▶ **WHAT THIS TASK INVOLVES**: Which lines in the data below contain the string "collect"? Show each one.

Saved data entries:
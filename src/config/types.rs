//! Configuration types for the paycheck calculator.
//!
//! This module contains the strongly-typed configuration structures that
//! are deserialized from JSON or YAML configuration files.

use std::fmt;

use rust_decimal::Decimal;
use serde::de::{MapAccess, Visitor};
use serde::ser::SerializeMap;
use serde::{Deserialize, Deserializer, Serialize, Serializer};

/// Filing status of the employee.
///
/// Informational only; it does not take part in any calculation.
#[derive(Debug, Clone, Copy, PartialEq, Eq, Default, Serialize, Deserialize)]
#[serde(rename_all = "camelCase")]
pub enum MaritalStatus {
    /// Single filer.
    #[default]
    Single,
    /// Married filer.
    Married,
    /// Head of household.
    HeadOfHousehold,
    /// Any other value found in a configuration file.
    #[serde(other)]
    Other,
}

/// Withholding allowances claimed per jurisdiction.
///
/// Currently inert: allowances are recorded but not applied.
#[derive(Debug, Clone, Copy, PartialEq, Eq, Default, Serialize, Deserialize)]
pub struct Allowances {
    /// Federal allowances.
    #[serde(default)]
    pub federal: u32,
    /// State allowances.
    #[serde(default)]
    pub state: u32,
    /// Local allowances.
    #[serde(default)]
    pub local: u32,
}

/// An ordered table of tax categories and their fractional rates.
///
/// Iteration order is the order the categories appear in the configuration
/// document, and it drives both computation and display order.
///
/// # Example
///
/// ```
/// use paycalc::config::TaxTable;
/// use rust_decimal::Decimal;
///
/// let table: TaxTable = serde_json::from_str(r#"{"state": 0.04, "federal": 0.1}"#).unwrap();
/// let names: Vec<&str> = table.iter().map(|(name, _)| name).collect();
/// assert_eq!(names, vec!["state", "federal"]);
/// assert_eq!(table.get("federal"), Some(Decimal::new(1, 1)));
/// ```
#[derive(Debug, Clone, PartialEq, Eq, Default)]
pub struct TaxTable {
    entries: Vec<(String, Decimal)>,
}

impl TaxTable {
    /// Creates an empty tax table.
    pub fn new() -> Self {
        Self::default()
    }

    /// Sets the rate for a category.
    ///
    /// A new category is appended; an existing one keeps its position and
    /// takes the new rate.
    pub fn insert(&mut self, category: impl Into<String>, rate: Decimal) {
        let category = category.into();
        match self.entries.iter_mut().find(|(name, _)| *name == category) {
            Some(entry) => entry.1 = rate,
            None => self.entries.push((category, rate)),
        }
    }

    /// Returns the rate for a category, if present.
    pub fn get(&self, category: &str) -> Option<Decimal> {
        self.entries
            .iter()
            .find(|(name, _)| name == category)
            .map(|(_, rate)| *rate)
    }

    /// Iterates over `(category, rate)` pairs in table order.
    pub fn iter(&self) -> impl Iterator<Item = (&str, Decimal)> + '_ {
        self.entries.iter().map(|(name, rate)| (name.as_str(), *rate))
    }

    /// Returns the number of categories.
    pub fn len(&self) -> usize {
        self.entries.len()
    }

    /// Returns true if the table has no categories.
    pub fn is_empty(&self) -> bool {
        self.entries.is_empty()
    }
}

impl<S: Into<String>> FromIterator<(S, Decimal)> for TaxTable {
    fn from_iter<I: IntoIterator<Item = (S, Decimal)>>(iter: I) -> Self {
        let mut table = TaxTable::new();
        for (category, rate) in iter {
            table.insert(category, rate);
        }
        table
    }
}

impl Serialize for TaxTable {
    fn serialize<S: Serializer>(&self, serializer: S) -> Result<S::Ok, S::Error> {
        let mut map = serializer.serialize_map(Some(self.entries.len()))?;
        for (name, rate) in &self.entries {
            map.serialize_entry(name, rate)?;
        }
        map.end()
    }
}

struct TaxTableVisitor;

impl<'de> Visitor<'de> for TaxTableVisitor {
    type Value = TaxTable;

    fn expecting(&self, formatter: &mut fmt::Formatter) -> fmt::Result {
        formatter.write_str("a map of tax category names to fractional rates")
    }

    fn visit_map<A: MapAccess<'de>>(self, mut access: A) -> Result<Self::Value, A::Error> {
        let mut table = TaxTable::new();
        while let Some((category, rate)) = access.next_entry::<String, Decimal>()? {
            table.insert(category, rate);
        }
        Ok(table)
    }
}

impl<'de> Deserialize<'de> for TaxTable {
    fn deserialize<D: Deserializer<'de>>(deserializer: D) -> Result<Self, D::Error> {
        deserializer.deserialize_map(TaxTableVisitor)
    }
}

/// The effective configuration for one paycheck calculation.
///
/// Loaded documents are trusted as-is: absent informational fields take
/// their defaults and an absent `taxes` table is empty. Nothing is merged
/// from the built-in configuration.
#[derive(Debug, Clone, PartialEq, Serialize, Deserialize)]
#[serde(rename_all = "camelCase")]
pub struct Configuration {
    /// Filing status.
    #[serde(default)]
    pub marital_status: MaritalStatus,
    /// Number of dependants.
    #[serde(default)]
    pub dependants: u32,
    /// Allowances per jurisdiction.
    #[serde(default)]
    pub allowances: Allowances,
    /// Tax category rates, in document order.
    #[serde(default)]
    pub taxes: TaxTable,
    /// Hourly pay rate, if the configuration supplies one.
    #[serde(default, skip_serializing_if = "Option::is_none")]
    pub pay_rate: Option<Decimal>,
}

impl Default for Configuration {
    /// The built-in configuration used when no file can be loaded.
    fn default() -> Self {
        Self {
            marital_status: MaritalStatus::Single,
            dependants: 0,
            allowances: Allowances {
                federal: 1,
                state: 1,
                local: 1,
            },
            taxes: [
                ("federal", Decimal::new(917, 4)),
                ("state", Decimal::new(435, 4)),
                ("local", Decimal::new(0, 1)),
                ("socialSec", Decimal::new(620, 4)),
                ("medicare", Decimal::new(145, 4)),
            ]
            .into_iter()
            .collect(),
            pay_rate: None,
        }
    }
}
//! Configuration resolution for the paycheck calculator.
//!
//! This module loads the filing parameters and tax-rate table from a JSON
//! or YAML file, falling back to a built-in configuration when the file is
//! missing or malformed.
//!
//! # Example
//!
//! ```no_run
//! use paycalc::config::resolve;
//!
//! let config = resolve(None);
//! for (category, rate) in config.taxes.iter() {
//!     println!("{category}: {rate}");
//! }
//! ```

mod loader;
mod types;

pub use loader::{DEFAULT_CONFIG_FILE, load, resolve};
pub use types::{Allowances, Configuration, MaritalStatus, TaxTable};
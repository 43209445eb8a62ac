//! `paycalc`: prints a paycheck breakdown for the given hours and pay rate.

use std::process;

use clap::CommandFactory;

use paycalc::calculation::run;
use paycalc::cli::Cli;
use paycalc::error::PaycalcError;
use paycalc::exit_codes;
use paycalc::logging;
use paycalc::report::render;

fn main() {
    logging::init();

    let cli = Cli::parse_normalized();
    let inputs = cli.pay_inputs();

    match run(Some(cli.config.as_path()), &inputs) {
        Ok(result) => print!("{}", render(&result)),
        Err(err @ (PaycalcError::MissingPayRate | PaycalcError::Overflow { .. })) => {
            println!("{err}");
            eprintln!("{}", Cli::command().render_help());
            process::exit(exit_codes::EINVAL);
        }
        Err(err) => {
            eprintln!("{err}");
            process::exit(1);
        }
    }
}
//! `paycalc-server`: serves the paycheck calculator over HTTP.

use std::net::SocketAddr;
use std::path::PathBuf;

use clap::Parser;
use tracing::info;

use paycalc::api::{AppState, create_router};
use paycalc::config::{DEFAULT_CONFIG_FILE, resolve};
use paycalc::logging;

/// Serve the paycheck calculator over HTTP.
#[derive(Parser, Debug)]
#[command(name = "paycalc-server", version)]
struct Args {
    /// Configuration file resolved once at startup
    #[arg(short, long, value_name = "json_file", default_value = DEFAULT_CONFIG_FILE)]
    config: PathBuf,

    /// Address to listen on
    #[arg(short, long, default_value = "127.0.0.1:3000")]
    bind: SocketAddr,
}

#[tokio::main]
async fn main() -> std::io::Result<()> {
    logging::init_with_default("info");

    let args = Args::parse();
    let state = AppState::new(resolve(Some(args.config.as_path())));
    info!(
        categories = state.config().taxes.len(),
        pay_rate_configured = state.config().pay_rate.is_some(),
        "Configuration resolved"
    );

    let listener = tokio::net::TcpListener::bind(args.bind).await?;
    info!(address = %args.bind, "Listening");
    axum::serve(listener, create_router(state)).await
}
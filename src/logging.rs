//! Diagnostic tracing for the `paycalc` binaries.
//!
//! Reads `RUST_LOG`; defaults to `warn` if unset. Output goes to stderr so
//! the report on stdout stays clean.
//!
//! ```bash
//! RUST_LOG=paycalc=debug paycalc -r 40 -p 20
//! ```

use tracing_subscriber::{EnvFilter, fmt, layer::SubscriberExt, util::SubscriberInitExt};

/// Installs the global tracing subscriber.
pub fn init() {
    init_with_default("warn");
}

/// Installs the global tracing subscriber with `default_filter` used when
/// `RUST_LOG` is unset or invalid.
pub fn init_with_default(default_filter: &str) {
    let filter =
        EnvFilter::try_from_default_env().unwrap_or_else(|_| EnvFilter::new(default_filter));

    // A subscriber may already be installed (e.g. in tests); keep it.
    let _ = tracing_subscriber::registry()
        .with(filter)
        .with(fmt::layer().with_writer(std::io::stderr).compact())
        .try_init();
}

▶ **REPLY**:
/// let names: Vec<&str> = table.iter().map(|(name, _)| name).collect();
            .collect(),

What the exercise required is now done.